On Cloudflare DNS setting page it state that An A, AAAA, CNAME, or MX record is pointed to your origin server exposing your origin IP address.
I have an MX record on my domain pointing to mail.mydomain.com
. I believe it is something needed for the mail to work. How can I prevent it from exposing my origin IP address?
CloudFlare forwards your traffic through their network by replacing the IP in DNS records with CloudFlare's IP. This process works well in all situation except mail servers. CloudFlare does not offer any service for forwarding mail and as such when you take a MX record and point it to a CloudFlare forwarded domain, CloudFlare will give away server's real IP.
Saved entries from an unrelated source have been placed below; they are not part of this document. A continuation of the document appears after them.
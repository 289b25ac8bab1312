//! Admin actions: block, undo, audit export.
//!
//! Each mutation validates locally, posts once, and on success refreshes
//! only the watchlist slice of the current snapshot. Failures surface as an
//! error notification and leave state untouched. Nothing is retried.

use std::sync::Arc;

use serde::Serialize;
use serde_json::json;

use crate::error::DashboardError;
use crate::events::{DashboardEvent, EventBus, Notification, NotificationLevel};
use crate::gateway::{FetchGateway, Resource};
use crate::snapshot::SnapshotStore;
use crate::types::Watchlist;

pub const BLOCK_ENDPOINT: &str = "/api/admin/block";
pub const UNDO_ENDPOINT: &str = "/api/admin/undo";
pub const AUDIT_ENDPOINT: &str = "/api/admin/download-audit";

const DEFAULT_ML_CONFIDENCE: f64 = 85.0;

#[derive(Debug, Clone, Copy, Default, PartialEq, Eq, Serialize)]
pub enum Persistence {
    #[default]
    Temporary,
    Permanent,
}

#[derive(Debug, Clone, PartialEq)]
pub struct BlockRequest {
    pub entity_id: String,
    pub reason: String,
    pub ml_confidence: Option<f64>,
    pub persistence: Persistence,
}

impl BlockRequest {
    pub fn new(entity_id: impl Into<String>, reason: impl Into<String>) -> Self {
        Self {
            entity_id: entity_id.into(),
            reason: reason.into(),
            ml_confidence: None,
            persistence: Persistence::default(),
        }
    }

    pub fn with_confidence(mut self, confidence: f64) -> Self {
        self.ml_confidence = Some(confidence);
        self
    }

    pub fn with_persistence(mut self, persistence: Persistence) -> Self {
        self.persistence = persistence;
        self
    }

    fn validate(&self) -> Result<(), DashboardError> {
        if self.entity_id.trim().is_empty() {
            return Err(DashboardError::Validation("entity id is required".to_string()));
        }
        if self.reason.trim().is_empty() {
            return Err(DashboardError::Validation(
                "a reason is required to block an entity".to_string(),
            ));
        }
        Ok(())
    }
}

pub struct ActionExecutor {
    gateway: Arc<FetchGateway>,
    store: Arc<SnapshotStore>,
    bus: Arc<EventBus>,
}

impl ActionExecutor {
    pub fn new(gateway: Arc<FetchGateway>, store: Arc<SnapshotStore>, bus: Arc<EventBus>) -> Self {
        Self {
            gateway,
            store,
            bus,
        }
    }

    pub async fn block(&self, request: BlockRequest) -> Result<Watchlist, DashboardError> {
        if let Err(e) = request.validate() {
            self.bus
                .notify(Notification::new(NotificationLevel::Validation, e.to_string()));
            return Err(e);
        }

        let entity_id = request.entity_id.trim().to_string();
        let body = json!({
            "entity_id": entity_id,
            "reason": request.reason.trim(),
            "ml_confidence": request.ml_confidence.unwrap_or(DEFAULT_ML_CONFIDENCE),
            "persistence": request.persistence,
        });
        self.post(BLOCK_ENDPOINT, &body, "block", &entity_id).await?;

        log::info!("Actions: blocked {}", entity_id);
        self.bus.publish(DashboardEvent::DialogClosed);
        self.bus.notify(
            Notification::new(NotificationLevel::Success, format!("{} blocked", entity_id))
                .with_undo(&entity_id),
        );
        Ok(self.refresh_watchlist().await)
    }

    pub async fn undo(&self, entity_id: &str) -> Result<Watchlist, DashboardError> {
        let entity_id = entity_id.trim();
        if entity_id.is_empty() {
            let e = DashboardError::Validation("entity id is required".to_string());
            self.bus
                .notify(Notification::new(NotificationLevel::Validation, e.to_string()));
            return Err(e);
        }

        self.post(UNDO_ENDPOINT, &json!({ "entity_id": entity_id }), "undo", entity_id)
            .await?;

        log::info!("Actions: reversed block on {}", entity_id);
        self.bus.notify(Notification::new(
            NotificationLevel::Success,
            format!("Action for {} reversed", entity_id),
        ));
        Ok(self.refresh_watchlist().await)
    }

    /// Raw CSV bytes of the audit trail.
    pub async fn download_audit_trail(&self) -> Result<Vec<u8>, DashboardError> {
        let url = self.gateway.endpoint(AUDIT_ENDPOINT);
        let result = match self.gateway.transport().get(&url).await {
            Ok(resp) => resp.error_for_status().map(|r| r.body),
            Err(e) => Err(e),
        };
        match result {
            Ok(bytes) => {
                log::info!("Actions: downloaded audit trail ({} bytes)", bytes.len());
                Ok(bytes)
            }
            Err(e) => {
                self.notify_failure("Audit export", &e);
                Err(e)
            }
        }
    }

    async fn post(
        &self,
        path: &str,
        body: &serde_json::Value,
        action: &str,
        entity_id: &str,
    ) -> Result<(), DashboardError> {
        let url = self.gateway.endpoint(path);
        let result = match self.gateway.transport().post_json(&url, body).await {
            Ok(resp) => resp.error_for_status().map(|_| ()),
            Err(e) => Err(e),
        };
        if let Err(e) = &result {
            log::warn!("Actions: {} {} failed: {}", action, entity_id, e);
            self.notify_failure(&format!("Could not {} {}", action, entity_id), e);
        }
        result
    }

    fn notify_failure(&self, what: &str, err: &DashboardError) {
        self.bus.notify(Notification::new(
            NotificationLevel::Error,
            format!("{}: {}", what, err),
        ));
    }

    /// Re-fetch the watchlist and swap it into the current snapshot. The
    /// rest of the snapshot is left as is. When the watchlist cannot be
    /// fetched the cached copy stays in place and is returned.
    async fn refresh_watchlist(&self) -> Watchlist {
        match self.gateway.fetch_resource_strict(Resource::Watchlist).await {
            Ok(value) => {
                let watchlist = Watchlist::from_value(&value);
                self.store.replace_watchlist(watchlist.clone());
                self.bus.publish(DashboardEvent::WatchlistRefreshed {
                    entries: watchlist.len(),
                });
                watchlist
            }
            Err(e) => {
                log::warn!("Actions: watchlist refresh failed, keeping cached copy: {}", e);
                self.notify_failure("Could not refresh watchlist", &e);
                self.store.current().watchlist.clone()
            }
        }
    }
}

#[cfg(test)]
mod tests {
    use super::*;
    use crate::snapshot::Snapshot;
    use crate::test_support::{primary_url, FakeTransport, FALLBACK, PRIMARY};
    use parking_lot::Mutex;

    struct Harness {
        fake: Arc<FakeTransport>,
        store: Arc<SnapshotStore>,
        events: Arc<Mutex<Vec<DashboardEvent>>>,
        executor: ActionExecutor,
    }

    fn harness() -> Harness {
        let fake = Arc::new(FakeTransport::new());
        let gateway = Arc::new(FetchGateway::new(fake.clone(), PRIMARY, FALLBACK));
        let store = Arc::new(SnapshotStore::new());
        store.commit(Snapshot {
            sequence: store.begin_reload().sequence(),
            state_data: vec![json!({ "state": "Goa" })],
            ..Snapshot::default()
        });

        let bus = Arc::new(EventBus::new());
        let events = Arc::new(Mutex::new(Vec::new()));
        let sink = events.clone();
        bus.subscribe(move |e| sink.lock().push(e.clone()));

        let executor = ActionExecutor::new(gateway, store.clone(), bus);
        Harness {
            fake,
            store,
            events,
            executor,
        }
    }

    fn block_url() -> String {
        format!("{}{}", PRIMARY, BLOCK_ENDPOINT)
    }

    #[tokio::test]
    async fn test_empty_reason_rejected_without_network() {
        let h = harness();

        let err = h.executor.block(BlockRequest::new("CTR-99", "")).await.unwrap_err();

        assert!(err.is_validation());
        assert_eq!(h.fake.calls().len(), 0);
        let events = h.events.lock();
        assert_eq!(events.len(), 1);
        assert!(matches!(
            &events[0],
            DashboardEvent::Notify { notification } if notification.level == NotificationLevel::Validation
        ));
    }

    #[tokio::test]
    async fn test_whitespace_reason_rejected() {
        let h = harness();
        assert!(h.executor.block(BlockRequest::new("CTR-99", "   ")).await.is_err());
        assert_eq!(h.fake.post_count(), 0);
    }

    #[tokio::test]
    async fn test_block_posts_and_refreshes_watchlist_only() {
        let h = harness();
        h.fake.respond_json(&block_url(), json!({ "status": "Success" }));
        h.fake.respond_json(
            &primary_url(Resource::Watchlist),
            json!({ "CTR-99": { "action": "BLOCK", "reason": "Bot traffic", "ml_confidence": 91.0 } }),
        );

        let watchlist = h
            .executor
            .block(
                BlockRequest::new("CTR-99", "Bot traffic")
                    .with_confidence(91.0)
                    .with_persistence(Persistence::Permanent),
            )
            .await
            .unwrap();

        assert!(watchlist.contains("CTR-99"));
        let calls = h.fake.calls();
        assert_eq!(calls.len(), 2);
        assert_eq!(calls[0].method, "POST");
        let body = calls[0].body.clone().unwrap();
        assert_eq!(body["entity_id"], "CTR-99");
        assert_eq!(body["ml_confidence"], 91.0);
        assert_eq!(body["persistence"], "Permanent");
        assert_eq!(calls[1].url, primary_url(Resource::Watchlist));

        let snap = h.store.current();
        assert!(snap.watchlist.contains("CTR-99"));
        assert_eq!(snap.state_data.len(), 1);

        let events = h.events.lock();
        assert!(matches!(events[0], DashboardEvent::DialogClosed));
        match &events[1] {
            DashboardEvent::Notify { notification } => {
                assert_eq!(notification.level, NotificationLevel::Success);
                assert_eq!(notification.undo_entity.as_deref(), Some("CTR-99"));
            }
            other => panic!("unexpected event {:?}", other),
        }
        assert!(matches!(events[2], DashboardEvent::WatchlistRefreshed { entries: 1 }));
    }

    #[tokio::test]
    async fn test_failed_block_leaves_state_untouched() {
        let h = harness();
        h.fake.respond_status(&block_url(), 500);
        let before = h.store.current();

        let err = h.executor.block(BlockRequest::new("CTR-99", "Bot traffic")).await.unwrap_err();

        assert!(matches!(err, DashboardError::Server { status: 500, .. }));
        // one POST, no retry, no watchlist refetch
        assert_eq!(h.fake.calls().len(), 1);
        assert!(Arc::ptr_eq(&before, &h.store.current()));
        let events = h.events.lock();
        assert_eq!(events.len(), 1);
        assert!(matches!(
            &events[0],
            DashboardEvent::Notify { notification } if notification.level == NotificationLevel::Error
        ));
    }

    #[tokio::test]
    async fn test_undo_posts_entity_and_refreshes() {
        let h = harness();
        h.fake.respond_json(&format!("{}{}", PRIMARY, UNDO_ENDPOINT), json!({ "status": "Success" }));
        h.fake.respond_json(&primary_url(Resource::Watchlist), json!({}));

        let watchlist = h.executor.undo("CTR-99").await.unwrap();

        assert!(watchlist.is_empty());
        assert_eq!(h.fake.calls()[0].body, Some(json!({ "entity_id": "CTR-99" })));
        assert!(h
            .events
            .lock()
            .iter()
            .any(|e| matches!(e, DashboardEvent::WatchlistRefreshed { entries: 0 })));
    }

    #[tokio::test]
    async fn test_unreachable_watchlist_keeps_cached_entries() {
        let h = harness();
        h.store.replace_watchlist(Watchlist::from_value(&json!({
            "CTR-1": { "action": "BLOCK", "reason": "Bot traffic" },
            "CTR-2": { "action": "BLOCK", "reason": "Replay" }
        })));
        h.fake.respond_json(&block_url(), json!({ "status": "Success" }));

        let watchlist = h.executor.block(BlockRequest::new("CTR-99", "Bot traffic")).await.unwrap();

        assert_eq!(watchlist.len(), 2);
        assert_eq!(h.store.current().watchlist.len(), 2);
        // primary and static fallback both tried
        assert_eq!(h.fake.get_count(), 2);
        let events = h.events.lock();
        assert!(!events
            .iter()
            .any(|e| matches!(e, DashboardEvent::WatchlistRefreshed { .. })));
        assert!(matches!(
            events.last(),
            Some(DashboardEvent::Notify { notification }) if notification.level == NotificationLevel::Error
        ));
    }

    #[tokio::test]
    async fn test_download_audit_returns_csv() {
        let h = harness();
        h.fake.respond_raw(
            &format!("{}{}", PRIMARY, AUDIT_ENDPOINT),
            200,
            b"TIMESTAMP,ACTION,ENTITY\n2024-05-01,BLOCK,CTR-99\n",
        );

        let csv = h.executor.download_audit_trail().await.unwrap();
        assert!(String::from_utf8(csv).unwrap().contains("CTR-99"));
    }

    #[tokio::test]
    async fn test_download_audit_missing_notifies() {
        let h = harness();
        let err = h.executor.download_audit_trail().await.unwrap_err();
        assert!(matches!(err, DashboardError::Server { status: 404, .. }));
        assert_eq!(h.events.lock().len(), 1);
    }
}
Instead a better practice is to use a third party mail service (such as Zoho, or Google Apps, etc.), or have your mail server running on a different IP. You can then point the MX record to the new record or mail server not located on your machine, and keep the real IP hidden safely.
Good luck
1 of 2 solutions:
Delete the MX record that CloudFlare uses. (Since they don't use it anyway.)
Replace your MX domain text (mail.example.com) with its domain IP numbers (44.123.12.44). Then CloudFlare WILL replace it correctly.
I'm not sure why mail-servers IP addresses should be kept top-secret. It's pretty easy to guess that example.com often will use mail.example.com. And email NEEDS to know the address anyway... otherwise it won't function.